The National Institute for Health and Clinical Excellence (NICE) and the National Collaborating Centre for Women’s and Children’s Health have just issued updated guidance to doctors and midwives on how to support and care for women being offered and undergoing induction of labour.
It recommends that midwives and doctors provide women with evidence-based information about a range of key issues such as why induction is being offered, the risks and benefits of induction and different pain-relief options, so they can make decisions that are right for them and their baby.
Key recommendations from the guidelines include:
* Women should be informed that most women will go into labour spontaneously by 42 weeks. At the 38-week antenatal visit, all women should be offered information about the risks associated with pregnancies that last longer than 42 weeks, and their options.

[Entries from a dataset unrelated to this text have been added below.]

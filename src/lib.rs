//! Arena-backed Fibonacci heap for Rust
//!
//! This crate provides a Fibonacci heap whose nodes live in a generational
//! arena instead of behind raw pointers. The root list, the per-node child
//! lists and the parent back-references form a cyclic graph; with an arena
//! every relation is a [`NodeHandle`] and every splice is a handle
//! reassignment.
//!
//! # Features
//!
//! - **Insert**: O(1), new roots land next to the minimum
//! - **Find-min**: O(1)
//! - **Union**: O(1), splices two root lists without visiting any node
//! - **Extract-min**: O(log n) amortized, promotes children then consolidates
//!   the root list so no two roots share a degree
//!
//! Decrease-key and arbitrary deletion are not supported, so the mark bit is
//! carried but never set.
//!
//! # Heaps and arenas
//!
//! A [`FibonacciArena`] hosts the nodes of any number of heaps. Each
//! [`FibonacciHeap`] is a token for one of them, and [`FibonacciArena::union`]
//! consumes both tokens it is given. Heap tokens and node handles both
//! remember the arena that issued them: a foreign heap token is a panic, a
//! foreign node handle is a [`HeapError::ForeignHandle`].
//!
//! # Example
//!
//! ```rust
//! use rust_fibonacci_heap::FibonacciArena;
//!
//! let mut arena: FibonacciArena<i64> = FibonacciArena::new();
//! let mut heap = arena.create_heap();
//! for key in [5, 3, 8, 1, 9, 2] {
//!     arena.insert(&mut heap, key);
//! }
//! assert_eq!(arena.find_min(&heap), Some(&1));
//! assert_eq!(arena.drain_sorted(heap), vec![1, 2, 3, 5, 8, 9]);
//! ```

pub mod config;
mod consolidate;
pub mod error;
pub mod fibonacci;
pub mod invariants;
pub mod rank;
mod ring;
pub mod storage;
#[cfg(test)]
mod test_support;
pub mod traverse;

pub use config::{EqualKeyPolicy, HeapConfig};
pub use error::HeapError;
pub use fibonacci::{Extracted, FibonacciArena, FibonacciHeap};
pub use invariants::InvariantViolation;
pub use storage::NodeHandle;
pub use traverse::{Handles, HeapDisplay, NodeRef, Nodes};
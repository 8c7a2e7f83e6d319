//! Per-entity controller: role state and the owner's tick protocol
//!
//! A controller holds the two history streams for one entity and runs the
//! side of the protocol its role dictates. The owner path lives here; the
//! authority path is in `authority`, reconciliation delivery in
//! `reconcile`.
//!
//! The tick driver invokes `pre_tick` then `post_tick` once per frame, in
//! that order, never overlapping. Nothing in here blocks or performs I/O;
//! outgoing traffic goes through the injected [`Transport`] synchronously.

use log::warn;
use serde::{Deserialize, Serialize};

use rewind_core::{Simulated, Tick};
use rewind_history::History;

use crate::{ControllerConfig, Transport};

/// Which side of the session a controller plays
///
/// Exactly one role is active per process for a given entity; the role is
/// assigned externally when the network session is established.
#[derive(Debug, Clone, Copy, PartialEq, Eq, Serialize, Deserialize)]
pub enum Role {
    /// Predicting client that owns the entity's input
    Owner,
    /// Authoritative server
    Authority,
    /// Neither: a spectator applying whatever states arrive
    Observer,
}

/// Prediction/reconciliation state for a single entity
///
/// Owns an input history and a state history, never shared. On the owner
/// the histories hold gathered inputs and predicted states; on the
/// authority they hold the client's submitted inputs and claimed states
/// (overwritten with authoritative states as the cursor passes them).
pub struct Controller<E: Simulated> {
    pub(crate) role: Role,
    pub(crate) config: ControllerConfig,
    pub(crate) inputs: History<E::Input>,
    pub(crate) states: History<E::State>,
    /// Authority cursor: next tick to simulate authoritatively
    pub(crate) server_tick: Tick,
    /// Owner: last tick simulated locally
    pub(crate) local_tick: Tick,
    /// Owner: newest tick the authority has confirmed or corrected
    pub(crate) confirmed_tick: Tick,
    /// Reconciliation re-entrancy latch
    pub(crate) replaying: bool,
}

impl<E: Simulated> Controller<E> {
    /// Create a controller for the given role
    pub fn new(role: Role, config: ControllerConfig) -> Self {
        let capacity = config.history_capacity();
        Self {
            role,
            config,
            inputs: History::with_capacity(capacity),
            states: History::with_capacity(capacity),
            server_tick: 0,
            local_tick: 0,
            confirmed_tick: 0,
            replaying: false,
        }
    }

    /// Owner pre-tick: gather input, simulate live, record the input
    ///
    /// `tick` is the transport-reported local tick for this frame. No-op
    /// for non-owner roles.
    pub fn pre_tick(&mut self, entity: &mut E, tick: Tick) {
        if self.role != Role::Owner {
            return;
        }
        let input = entity.gather_input();
        entity.simulate(Some(&input), self.config.tick_dt(), false);
        self.inputs.write(tick, input);
        self.local_tick = tick;
    }

    /// Owner post-tick: record the resulting state and transmit the
    /// (tick, input, state) tuple
    ///
    /// No-op for non-owner roles or before the first `pre_tick`.
    pub fn post_tick<T: Transport<E::Input, E::State>>(&mut self, entity: &mut E, transport: &mut T) {
        if self.role != Role::Owner {
            return;
        }
        let tick = self.local_tick;
        let input = match self.inputs.read(tick) {
            Some(input) => input.clone(),
            None => return,
        };
        let state = entity.gather_state();
        self.states.write(tick, state.clone());
        if let Err(err) = transport.send_input(tick, &input, &state) {
            warn!("Failed to send input for tick {}: {}", tick, err);
        }
    }

    /// Ticks the owner is running ahead of the newest confirmation
    pub fn prediction_depth(&self) -> u64 {
        self.local_tick.saturating_sub(self.confirmed_tick)
    }

    /// The controller's role
    pub fn role(&self) -> Role {
        self.role
    }

    /// The controller's configuration
    pub fn config(&self) -> &ControllerConfig {
        &self.config
    }

    /// Authority cursor: next tick to be simulated authoritatively
    pub fn server_tick(&self) -> Tick {
        self.server_tick
    }

    /// Owner: last locally simulated tick
    pub fn local_tick(&self) -> Tick {
        self.local_tick
    }

    /// The buffered input stream
    pub fn inputs(&self) -> &History<E::Input> {
        &self.inputs
    }

    /// The buffered input stream, mutably
    pub fn inputs_mut(&mut self) -> &mut History<E::Input> {
        &mut self.inputs
    }

    /// The recorded state stream
    pub fn states(&self) -> &History<E::State> {
        &self.states
    }

    /// The recorded state stream, mutably
    pub fn states_mut(&mut self) -> &mut History<E::State> {
        &mut self.states
    }

    /// Drop all buffered history and tick bookkeeping
    ///
    /// The live entity is untouched; only the controller forgets.
    pub fn reset(&mut self) {
        self.inputs.clear();
        self.states.clear();
        self.server_tick = 0;
        self.local_tick = 0;
        self.confirmed_tick = 0;
        self.replaying = false;
    }
}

Healthcare professionals should explain the following points to women being offered induction:
* The reasons for induction being offered
* When, where and how induction should be carried out
* The arrangements for support and pain relief
* The alternative options if the woman chooses not to have induction of labour
* The risks and benefits of induction of labour in specific circumstances and the proposed induction methods
* That induction may not be successful and what the woman’s options will be
* Women with uncomplicated pregnancies should usually be offered induction of labour between 41 and 42 weeks to avoid the risks of prolonged pregnancy
* If a woman has preterm rupture of the membranes after 34 weeks, the maternity team should discuss the following factors with her before a decision is made about whether to induce labour, using vaginal prostaglandin E2 (PGE2)
* Risks to the woman (e.g. sepsis, possible need for caesarean section)
* Risks to the baby (e.g. problems relating to pre-term birth)
* Local availability of neonatal intensive care facilities.